PROBLEM TO WORK ON: Only the lines from the top of the data through the one with "is left untouched." are to be written out, each exactly as it stands.

Collected data entries:
☆ ☆ ☆ ☆ ☆ ☆ ☆

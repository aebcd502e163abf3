//! Embedding vector math: normalization, fusion arithmetic, cosine scoring,
//! and the fixed-width f32 blob codec used by the profile store.

use crate::error::{AuthError, AuthResult};

/// Scale `v` in place to unit L2 norm. A zero vector is left untouched.
pub fn l2_normalize(v: &mut [f32]) {
    let mut norm: f64 = 0.0;
    for &x in v.iter() {
        norm += (x as f64) * (x as f64);
    }
    norm = norm.sqrt();
    if norm > 0.0 {
        let scale = (1.0 / norm) as f32;
        for x in v.iter_mut() {
            *x *= scale;
        }
    }
}

/// Arithmetic mean of one or more equally sized vectors.
pub fn mean_embedding(samples: &[Vec<f32>]) -> AuthResult<Vec<f32>> {
    let first = samples
        .first()
        .ok_or_else(|| AuthError::Validation("no embedding samples supplied".into()))?;
    let dim = first.len();
    if dim == 0 {
        return Err(AuthError::Validation("empty embedding sample".into()));
    }
    let mut acc = vec![0.0f64; dim];
    for s in samples {
        if s.len() != dim {
            return Err(AuthError::DimensionMismatch {
                expected: dim,
                got: s.len(),
            });
        }
        for (a, &x) in acc.iter_mut().zip(s.iter()) {
            *a += x as f64;
        }
    }
    let n = samples.len() as f64;
    Ok(acc.iter().map(|&a| (a / n) as f32).collect())
}

/// Cosine similarity between two vectors, defensively normalized, clamped to
/// [-1, 1]. Returns 0.0 when either side has zero norm.
pub fn cosine_similarity(a: &[f32], b: &[f32]) -> AuthResult<f32> {
    if a.len() != b.len() {
        return Err(AuthError::DimensionMismatch {
            expected: b.len(),
            got: a.len(),
        });
    }
    let mut dot = 0.0f64;
    let mut norm_a = 0.0f64;
    let mut norm_b = 0.0f64;
    for (&x, &y) in a.iter().zip(b.iter()) {
        let xf = x as f64;
        let yf = y as f64;
        dot += xf * yf;
        norm_a += xf * xf;
        norm_b += yf * yf;
    }
    if norm_a == 0.0 || norm_b == 0.0 {
        return Ok(0.0);
    }
    let cosine = (dot / (norm_a.sqrt() * norm_b.sqrt())).clamp(-1.0, 1.0);
    Ok(cosine as f32)
}

/// Weighted centroid fusion of an existing template with the mean of a new
/// sample batch. Each side is weighted by the number of samples it
/// represents, then the sum is re-normalized (the sum of two unit vectors is
/// not unit length).
pub fn fuse_weighted(
    old: &[f32],
    old_count: u32,
    new_mean: &[f32],
    new_count: u32,
) -> AuthResult<Vec<f32>> {
    if old.len() != new_mean.len() {
        return Err(AuthError::DimensionMismatch {
            expected: old.len(),
            got: new_mean.len(),
        });
    }
    let mut fused: Vec<f32> = old
        .iter()
        .zip(new_mean.iter())
        .map(|(&o, &n)| o * old_count as f32 + n * new_count as f32)
        .collect();
    l2_normalize(&mut fused);
    Ok(fused)
}

/// Encode a vector as little-endian f32 bytes for blob storage.
pub fn encode_blob(v: &[f32]) -> Vec<u8> {
    let mut out = Vec::with_capacity(v.len() * 4);
    for &x in v {
        out.extend_from_slice(&x.to_le_bytes());
    }
    out
}

/// Decode a blob written by [`encode_blob`], checking it matches the
/// configured dimensionality. A mismatch means the store was written under a
/// different model configuration and is fatal.
pub fn decode_blob(bytes: &[u8], expected_dim: usize) -> AuthResult<Vec<f32>> {
    if bytes.len() != expected_dim * 4 {
        return Err(AuthError::DimensionMismatch {
            expected: expected_dim,
            got: bytes.len() / 4,
        });
    }
    let mut out = Vec::with_capacity(expected_dim);
    for chunk in bytes.chunks_exact(4) {
        out.push(f32::from_le_bytes([chunk[0], chunk[1], chunk[2], chunk[3]]));
    }
    Ok(out)
}

#[cfg(test)]
mod tests {
    use super::*;

    fn norm(v: &[f32]) -> f64 {
        v.iter().map(|&x| (x as f64) * (x as f64)).sum::<f64>().sqrt()
    }

    #[test]
    fn normalize_unit() {
        let mut v = vec![3.0f32, 4.0];
        l2_normalize(&mut v);
        assert!((norm(&v) - 1.0).abs() < 1e-6);
    }

    #[test]
    fn normalize_zero_vector_untouched() {
        let mut v = vec![0.0f32; 4];
        l2_normalize(&mut v);
        assert!(v.iter().all(|&x| x == 0.0));
    }

    #[test]
    fn cosine_identical_is_one() {
        let a = vec![1.0f32, 2.0, 3.0];
        let score = cosine_similarity(&a, &a).unwrap();
        assert!((score - 1.0).abs() < 1e-6);
    }

    #[test]
    fn cosine_orthogonal_is_zero() {
        let a = vec![1.0f32, 0.0, 0.0];
        let b = vec![0.0f32, 1.0, 0.0];
        let score = cosine_similarity(&a, &b).unwrap();
        assert!(score.abs() < 1e-6);
    }

    #[test]
    fn cosine_opposite_is_minus_one() {
        let a = vec![1.0f32, 2.0, 3.0];
        let b: Vec<f32> = a.iter().map(|x| -x).collect();
        let score = cosine_similarity(&a, &b).unwrap();
        assert!((score + 1.0).abs() < 1e-6);
    }

    #[test]
    fn cosine_stays_in_range() {
        let mut state = 0x9E37_79B9u64;
        let mut next = || {
            state = state.wrapping_mul(6364136223846793005).wrapping_add(1442695040888963407);
            ((state >> 33) as f32 / u32::MAX as f32) * 2.0 - 1.0
        };
        for _ in 0..100 {
            let a: Vec<f32> = (0..192).map(|_| next()).collect();
            let b: Vec<f32> = (0..192).map(|_| next()).collect();
            let score = cosine_similarity(&a, &b).unwrap();
            assert!((-1.0..=1.0).contains(&score));
        }
    }

    #[test]
    fn cosine_dimension_mismatch() {
        let a = vec![1.0f32, 2.0];
        let b = vec![1.0f32, 2.0, 3.0];
        assert!(matches!(
            cosine_similarity(&a, &b),
            Err(AuthError::DimensionMismatch { expected: 3, got: 2 })
        ));
    }

    #[test]
    fn mean_of_ragged_samples_rejected() {
        let samples = vec![vec![1.0f32, 0.0], vec![1.0f32, 0.0, 0.0]];
        assert!(matches!(
            mean_embedding(&samples),
            Err(AuthError::DimensionMismatch { .. })
        ));
    }

    #[test]
    fn fuse_self_keeps_direction() {
        let mut template = vec![0.6f32, 0.8];
        l2_normalize(&mut template);
        let fused = fuse_weighted(&template, 10, &template, 3).unwrap();
        let score = cosine_similarity(&template, &fused).unwrap();
        assert!((score - 1.0).abs() < 1e-6);
        assert!((norm(&fused) - 1.0).abs() < 1e-6);
    }

    #[test]
    fn fuse_weights_by_sample_count() {
        let old = vec![1.0f32, 0.0];
        let new = vec![0.0f32, 1.0];
        let heavy_old = fuse_weighted(&old, 100, &new, 1).unwrap();
        let balanced = fuse_weighted(&old, 1, &new, 1).unwrap();
        // 100 prior samples dominate a single new one.
        assert!(heavy_old[0] > 0.99);
        assert!((balanced[0] - balanced[1]).abs() < 1e-6);
    }

    #[test]
    fn blob_roundtrip() {
        let v = vec![0.25f32, -1.5, 3.75, 0.0];
        let blob = encode_blob(&v);
        assert_eq!(blob.len(), 16);
        let back = decode_blob(&blob, 4).unwrap();
        assert_eq!(back, v);
    }

    #[test]
    fn blob_wrong_dim_is_fatal() {
        let blob = encode_blob(&[1.0f32, 2.0]);
        assert!(matches!(
            decode_blob(&blob, 3),
            Err(AuthError::DimensionMismatch { expected: 3, got: 2 })
        ));
    }
}
//! Verification and identification decision engine.
//!
//! Combines a voice-match score with the liveness gate into a single
//! accept/deny verdict and appends exactly one audit row per reached
//! decision. A stolen recording that matches the voiceprint but cannot
//! answer the live challenge is denied: the final decision is the
//! conjunction of both signals.

use crate::challenge::{ChallengeEngine, LivenessReason, LivenessVerdict};
use crate::config::{LivenessConfig, VerificationConfig};
use crate::embedding;
use crate::error::{AuthError, AuthResult};
use crate::store::{Decision, ProfileStore};
use serde::Serialize;
use std::cmp::Ordering;
use std::sync::Arc;
use tracing::{info, warn};

/// Per-request overrides. Fields left `None` resolve to configured defaults.
#[derive(Debug, Clone, Default)]
pub struct VerifyOptions {
    pub threshold: Option<f32>,
    pub challenge_id: Option<String>,
    /// Transcription of the spoken challenge response. `None` with a
    /// challenge present means the transcriber failed or was skipped; the
    /// liveness signal degrades to fail.
    pub transcription: Option<String>,
}

/// Structured outcome of one verification attempt.
#[derive(Debug, Clone, Serialize)]
pub struct VerificationVerdict {
    pub user_id: String,
    pub decision: Decision,
    pub score: f32,
    pub threshold: f32,
    pub voice_pass: bool,
    pub liveness_pass: bool,
    /// Present when a challenge was exercised (or failed to load).
    pub liveness: Option<LivenessVerdict>,
}

impl VerificationVerdict {
    pub fn granted(&self) -> bool {
        self.decision == Decision::Granted
    }
}

/// One ranked identification candidate.
#[derive(Debug, Clone, Serialize)]
pub struct IdentifyMatch {
    pub user_id: String,
    pub display_name: String,
    pub score: f32,
}

/// Scores probes against stored templates and renders final verdicts.
#[derive(Clone)]
pub struct DecisionEngine {
    store: Arc<ProfileStore>,
    challenges: ChallengeEngine,
    threshold: f32,
    liveness_enabled: bool,
}

impl DecisionEngine {
    pub fn new(
        store: Arc<ProfileStore>,
        challenges: ChallengeEngine,
        verification: &VerificationConfig,
        liveness: &LivenessConfig,
    ) -> Self {
        Self {
            store,
            challenges,
            threshold: verification.similarity_threshold,
            liveness_enabled: liveness.enabled,
        }
    }

    pub fn challenges(&self) -> &ChallengeEngine {
        &self.challenges
    }

    /// 1:1 verification of a probe against a claimed identity.
    ///
    /// Liveness-layer state violations (unknown, used, expired challenge)
    /// are captured as a failed liveness signal with the reason recorded,
    /// never propagated: voice scoring still completes and the attempt is
    /// still audit-logged. Exactly one audit row is appended per reached
    /// decision, granted or denied.
    pub fn verify(
        &self,
        probe: &[f32],
        claimed_user_id: &str,
        opts: VerifyOptions,
    ) -> AuthResult<VerificationVerdict> {
        let template = self
            .store
            .get_speaker(claimed_user_id)?
            .ok_or_else(|| AuthError::NotFound(format!("user '{claimed_user_id}' not found")))?;
        let threshold = opts.threshold.unwrap_or(self.threshold);

        let score = embedding::cosine_similarity(probe, &template.embedding)?;
        let voice_pass = score >= threshold;

        // Liveness defaults to pass-through true when disabled or when no
        // challenge was supplied.
        let (liveness_pass, liveness) = match (&opts.challenge_id, self.liveness_enabled) {
            (None, _) | (Some(_), false) => (true, None),
            (Some(challenge_id), true) => match &opts.transcription {
                None => {
                    let verdict = LivenessVerdict::rejected(
                        challenge_id,
                        "",
                        self.challenges.match_threshold(),
                        LivenessReason::TranscriptionUnavailable,
                    );
                    (false, Some(verdict))
                }
                Some(text) => match self.challenges.validate(challenge_id, text) {
                    Ok(verdict) => (verdict.passed, Some(verdict)),
                    Err(err) if err.is_liveness_rejection() => {
                        let reason = liveness_reason_for(&err);
                        warn!(
                            challenge_id = %challenge_id,
                            error = %err,
                            "liveness layer rejected challenge; treating as failed liveness"
                        );
                        let verdict = LivenessVerdict::rejected(
                            challenge_id,
                            text,
                            self.challenges.match_threshold(),
                            reason,
                        );
                        (false, Some(verdict))
                    }
                    Err(err) => return Err(err),
                },
            },
        };

        let decision = if voice_pass && liveness_pass {
            Decision::Granted
        } else {
            Decision::Denied
        };

        self.store.append_log(
            claimed_user_id,
            decision,
            score,
            threshold,
            liveness.as_ref().map(|l| l.challenge_id.as_str()),
            liveness.as_ref().map(|l| l.transcribed_text.as_str()),
            liveness.as_ref().map(|l| l.passed),
            liveness.as_ref().map(|_| liveness_pass),
        )?;

        info!(
            user_id = claimed_user_id,
            score,
            threshold,
            voice_pass,
            liveness_pass,
            decision = %decision,
            "verification decision"
        );

        Ok(VerificationVerdict {
            user_id: claimed_user_id.to_string(),
            decision,
            score,
            threshold,
            voice_pass,
            liveness_pass,
            liveness,
        })
    }

    /// 1:N identification: score the probe against every stored template,
    /// keep matches at or above the threshold, rank descending with ties in
    /// enrollment order, truncate to `top_n`. An empty result is not an
    /// error.
    pub fn identify(
        &self,
        probe: &[f32],
        threshold: Option<f32>,
        top_n: usize,
    ) -> AuthResult<Vec<IdentifyMatch>> {
        let threshold = threshold.unwrap_or(self.threshold);
        let templates = self.store.list_templates()?;

        let mut matches = Vec::new();
        for template in &templates {
            let score = embedding::cosine_similarity(probe, &template.embedding)?;
            if score >= threshold {
                matches.push(IdentifyMatch {
                    user_id: template.user_id.clone(),
                    display_name: template.display_name.clone(),
                    score,
                });
            }
        }
        // Stable sort keeps enrollment order on equal scores.
        matches.sort_by(|a, b| b.score.partial_cmp(&a.score).unwrap_or(Ordering::Equal));
        matches.truncate(top_n);

        info!(
            candidates = templates.len(),
            matched = matches.len(),
            threshold,
            "identification ranked"
        );
        Ok(matches)
    }
}

fn liveness_reason_for(err: &AuthError) -> LivenessReason {
    match err {
        AuthError::ChallengeUsed(_) => LivenessReason::ChallengeUsed,
        AuthError::ChallengeExpired(_) => LivenessReason::ChallengeExpired,
        _ => LivenessReason::ChallengeNotFound,
    }
}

☆ ☆ ☆ ☆ ☆ ☆ ☆

RESPONSE AREA:
repository aebcd502e163abf3
//! Embedding vector math: normalization, fusion arithmetic, cosine scoring,
//! and the fixed-width f32 blob codec used by the profile store.

use crate::error::{AuthError, AuthResult};

/// Scale `v` in place to unit L2 norm. A zero vector is left untouched.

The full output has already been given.